*** Available data Section Begins ***

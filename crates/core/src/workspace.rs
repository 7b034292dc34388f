//! Scratch directories and downloaded-input ownership.
//!
//! A pipeline acquires its working area and its downloaded input together
//! through [`Workspace::with_working_area`]. Both are removed when the
//! closure finishes, whatever it returned. If the closure panics or the
//! future is dropped, the [`WorkingArea`] guard removes them synchronously.
//!
//! Deletion failures are logged and counted, never returned.

use serde::Serialize;
use std::future::Future;
use std::path::{Path, PathBuf};
use thiserror::Error;
use tracing::{debug, warn};
use uuid::Uuid;

use crate::metrics;

/// Errors that can occur while setting up a working area.
#[derive(Debug, Error)]
pub enum WorkspaceError {
    #[error("Failed to create working area {path}: {source}")]
    CreateArea {
        path: PathBuf,
        /// Whether the owned input was deleted anyway.
        input_removed: bool,
        #[source]
        source: std::io::Error,
    },
}

impl WorkspaceError {
    /// Whether the input handed to the workspace is gone.
    pub fn input_removed(&self) -> bool {
        match self {
            Self::CreateArea { input_removed, .. } => *input_removed,
        }
    }
}

/// What the cleanup step managed to remove.
#[derive(Debug, Clone, Default, PartialEq, Eq, Serialize)]
pub struct CleanupReport {
    /// The working area no longer exists.
    pub working_area_removed: bool,
    /// The downloaded input no longer exists.
    pub input_removed: bool,
    /// Deletion errors, already logged.
    #[serde(skip_serializing_if = "Vec::is_empty")]
    pub errors: Vec<String>,
}

impl CleanupReport {
    pub fn is_clean(&self) -> bool {
        self.working_area_removed && self.input_removed
    }
}

/// Root directory holding one working area per in-flight artifact.
#[derive(Debug, Clone)]
pub struct Workspace {
    root: PathBuf,
}

impl Workspace {
    pub fn new(root: impl Into<PathBuf>) -> Self {
        Self { root: root.into() }
    }

    pub fn root(&self) -> &Path {
        &self.root
    }

    /// Creates a fresh working area for `artifact_id` owning `input`.
    pub async fn create_area(
        &self,
        artifact_id: &str,
        input: impl Into<PathBuf>,
    ) -> Result<WorkingArea, WorkspaceError> {
        let path = self
            .root
            .join(format!("{}-{}", artifact_id, Uuid::new_v4().simple()));
        let input = input.into();

        if let Err(source) = tokio::fs::create_dir_all(&path).await {
            // The input is owned from here on, even if the area never existed.
            let input_removed = remove_input(&input, &mut Vec::new()).await;
            return Err(WorkspaceError::CreateArea {
                path,
                input_removed,
                source,
            });
        }

        debug!(artifact = %artifact_id, path = %path.display(), "Created working area");
        Ok(WorkingArea {
            path,
            input: Some(input),
            released: false,
        })
    }

    /// Runs `f` inside a fresh working area, then removes the area and `input`.
    ///
    /// `f` receives the working area path. Cleanup happens on every exit
    /// path; its outcome is returned alongside `f`'s value.
    pub async fn with_working_area<F, Fut, T>(
        &self,
        artifact_id: &str,
        input: &Path,
        f: F,
    ) -> Result<(T, CleanupReport), WorkspaceError>
    where
        F: FnOnce(PathBuf) -> Fut,
        Fut: Future<Output = T>,
    {
        let area = self.create_area(artifact_id, input).await?;
        let value = f(area.path().to_path_buf()).await;
        let report = area.release().await;
        Ok((value, report))
    }
}

/// Guard over one working area and the input it owns.
#[derive(Debug)]
pub struct WorkingArea {
    path: PathBuf,
    input: Option<PathBuf>,
    released: bool,
}

impl WorkingArea {
    pub fn path(&self) -> &Path {
        &self.path
    }

    /// Removes the area and the owned input.
    pub async fn release(mut self) -> CleanupReport {
        self.released = true;
        let mut report = CleanupReport::default();

        report.working_area_removed = match tokio::fs::remove_dir_all(&self.path).await {
            Ok(()) => true,
            Err(e) if e.kind() == std::io::ErrorKind::NotFound => true,
            Err(e) => {
                metrics::CLEANUP_FAILURES.inc();
                warn!(path = %self.path.display(), error = %e, "Failed to remove working area");
                report
                    .errors
                    .push(format!("{}: {}", self.path.display(), e));
                false
            }
        };

        report.input_removed = match self.input.take() {
            Some(input) => remove_input(&input, &mut report.errors).await,
            None => true,
        };

        debug!(path = %self.path.display(), clean = report.is_clean(), "Released working area");
        report
    }
}

impl Drop for WorkingArea {
    fn drop(&mut self) {
        if self.released {
            return;
        }
        warn!(path = %self.path.display(), "Working area dropped without release, cleaning up");
        if let Err(e) = std::fs::remove_dir_all(&self.path) {
            if e.kind() != std::io::ErrorKind::NotFound {
                metrics::CLEANUP_FAILURES.inc();
                warn!(path = %self.path.display(), error = %e, "Failed to remove working area");
            }
        }
        if let Some(input) = self.input.take() {
            if let Err(e) = std::fs::remove_file(&input) {
                if e.kind() != std::io::ErrorKind::NotFound {
                    metrics::CLEANUP_FAILURES.inc();
                    warn!(path = %input.display(), error = %e, "Failed to delete input");
                }
            }
        }
    }
}

/// Best-effort deletion of a downloaded input. Returns whether it is gone.
pub async fn delete_input(path: &Path) -> bool {
    let mut errors = Vec::new();
    remove_input(path, &mut errors).await
}

async fn remove_input(path: &Path, errors: &mut Vec<String>) -> bool {
    match tokio::fs::remove_file(path).await {
        Ok(()) => true,
        Err(e) if e.kind() == std::io::ErrorKind::NotFound => {
            debug!(path = %path.display(), "Input already removed");
            true
        }
        Err(e) => {
            metrics::CLEANUP_FAILURES.inc();
            warn!(path = %path.display(), error = %e, "Failed to delete input");
            errors.push(format!("{}: {}", path.display(), e));
            false
        }
    }
}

*** Available data Section Ends ***

# Task goal
Exactly reproduce every line of the records.

# Task response
filename crates/core/src/workspace.rs
repository 7b034292dc34388f
//! Scratch directories and downloaded-input ownership.
//!
//! A pipeline acquires its working area and its downloaded input together
//! through [`Workspace::with_working_area`]. Both are removed when the
//! closure finishes, whatever it returned. If the closure panics or the
//! future is dropped, the [`WorkingArea`] guard removes them synchronously.
//!
//! Deletion failures are logged and counted, never returned.

use serde::Serialize;
use std::future::Future;
use std::path::{Path, PathBuf};
use thiserror::Error;
use tracing::{debug, warn};
use uuid::Uuid;

use crate::metrics;

/// Errors that can occur while setting up a working area.
#[derive(Debug, Error)]
pub enum WorkspaceError {
    #[error("Failed to create working area {path}: {source}")]
    CreateArea {
        path: PathBuf,
        /// Whether the owned input was deleted anyway.
        input_removed: bool,
        #[source]
        source: std::io::Error,
    },
}

impl WorkspaceError {
    /// Whether the input handed to the workspace is gone.
    pub fn input_removed(&self) -> bool {
        match self {
            Self::CreateArea { input_removed, .. } => *input_removed,
        }
    }
}

/// What the cleanup step managed to remove.
#[derive(Debug, Clone, Default, PartialEq, Eq, Serialize)]
pub struct CleanupReport {
    /// The working area no longer exists.
    pub working_area_removed: bool,
    /// The downloaded input no longer exists.
    pub input_removed: bool,
    /// Deletion errors, already logged.
    #[serde(skip_serializing_if = "Vec::is_empty")]
    pub errors: Vec<String>,
}

impl CleanupReport {
    pub fn is_clean(&self) -> bool {
        self.working_area_removed && self.input_removed
    }
}

/// Root directory holding one working area per in-flight artifact.
#[derive(Debug, Clone)]
pub struct Workspace {
    root: PathBuf,
}

impl Workspace {
    pub fn new(root: impl Into<PathBuf>) -> Self {
        Self { root: root.into() }
    }

    pub fn root(&self) -> &Path {
        &self.root
    }

    /// Creates a fresh working area for `artifact_id` owning `input`.
    pub async fn create_area(
        &self,
        artifact_id: &str,
        input: impl Into<PathBuf>,
    ) -> Result<WorkingArea, WorkspaceError> {
        let path = self
            .root
            .join(format!("{}-{}", artifact_id, Uuid::new_v4().simple()));
        let input = input.into();

        if let Err(source) = tokio::fs::create_dir_all(&path).await {
            // The input is owned from here on, even if the area never existed.
            let input_removed = remove_input(&input, &mut Vec::new()).await;
            return Err(WorkspaceError::CreateArea {
                path,
                input_removed,
                source,
            });
        }

        debug!(artifact = %artifact_id, path = %path.display(), "Created working area");
        Ok(WorkingArea {
            path,
            input: Some(input),
            released: false,
        })
    }

    /// Runs `f` inside a fresh working area, then removes the area and `input`.
    ///
    /// `f` receives the working area path. Cleanup happens on every exit
    /// path; its outcome is returned alongside `f`'s value.
    pub async fn with_working_area<F, Fut, T>(
        &self,
        artifact_id: &str,
        input: &Path,
        f: F,
    ) -> Result<(T, CleanupReport), WorkspaceError>
    where
        F: FnOnce(PathBuf) -> Fut,
        Fut: Future<Output = T>,
    {
        let area = self.create_area(artifact_id, input).await?;
        let value = f(area.path().to_path_buf()).await;
        let report = area.release().await;
        Ok((value, report))
    }
}

/// Guard over one working area and the input it owns.
#[derive(Debug)]
pub struct WorkingArea {
    path: PathBuf,
    input: Option<PathBuf>,
    released: bool,
}

impl WorkingArea {
    pub fn path(&self) -> &Path {
        &self.path
    }

    /// Removes the area and the owned input.
    pub async fn release(mut self) -> CleanupReport {
        self.released = true;
        let mut report = CleanupReport::default();

        report.working_area_removed = match tokio::fs::remove_dir_all(&self.path).await {
            Ok(()) => true,
            Err(e) if e.kind() == std::io::ErrorKind::NotFound => true,
            Err(e) => {
                metrics::CLEANUP_FAILURES.inc();
                warn!(path = %self.path.display(), error = %e, "Failed to remove working area");
                report
                    .errors
                    .push(format!("{}: {}", self.path.display(), e));
                false
            }
        };

        report.input_removed = match self.input.take() {
            Some(input) => remove_input(&input, &mut report.errors).await,
            None => true,
        };

        debug!(path = %self.path.display(), clean = report.is_clean(), "Released working area");
        report
    }
}

impl Drop for WorkingArea {
    fn drop(&mut self) {
        if self.released {
            return;
        }
        warn!(path = %self.path.display(), "Working area dropped without release, cleaning up");
        if let Err(e) = std::fs::remove_dir_all(&self.path) {
            if e.kind() != std::io::ErrorKind::NotFound {
                metrics::CLEANUP_FAILURES.inc();
                warn!(path = %self.path.display(), error = %e, "Failed to remove working area");
            }
        }
        if let Some(input) = self.input.take() {
            if let Err(e) = std::fs::remove_file(&input) {
                if e.kind() != std::io::ErrorKind::NotFound {
                    metrics::CLEANUP_FAILURES.inc();
                    warn!(path = %input.display(), error = %e, "Failed to delete input");
                }
            }
        }
    }
}

/// Best-effort deletion of a downloaded input. Returns whether it is gone.
pub async fn delete_input(path: &Path) -> bool {
    let mut errors = Vec::new();
    remove_input(path, &mut errors).await
}

async fn remove_input(path: &Path, errors: &mut Vec<String>) -> bool {
    match tokio::fs::remove_file(path).await {
        Ok(()) => true,
        Err(e) if e.kind() == std::io::ErrorKind::NotFound => {
            debug!(path = %path.display(), "Input already removed");
            true
        }
        Err(e) => {
            metrics::CLEANUP_FAILURES.inc();
            warn!(path = %path.display(), error = %e, "Failed to delete input");
            errors.push(format!("{}: {}", path.display(), e));
            false
        }
    }
}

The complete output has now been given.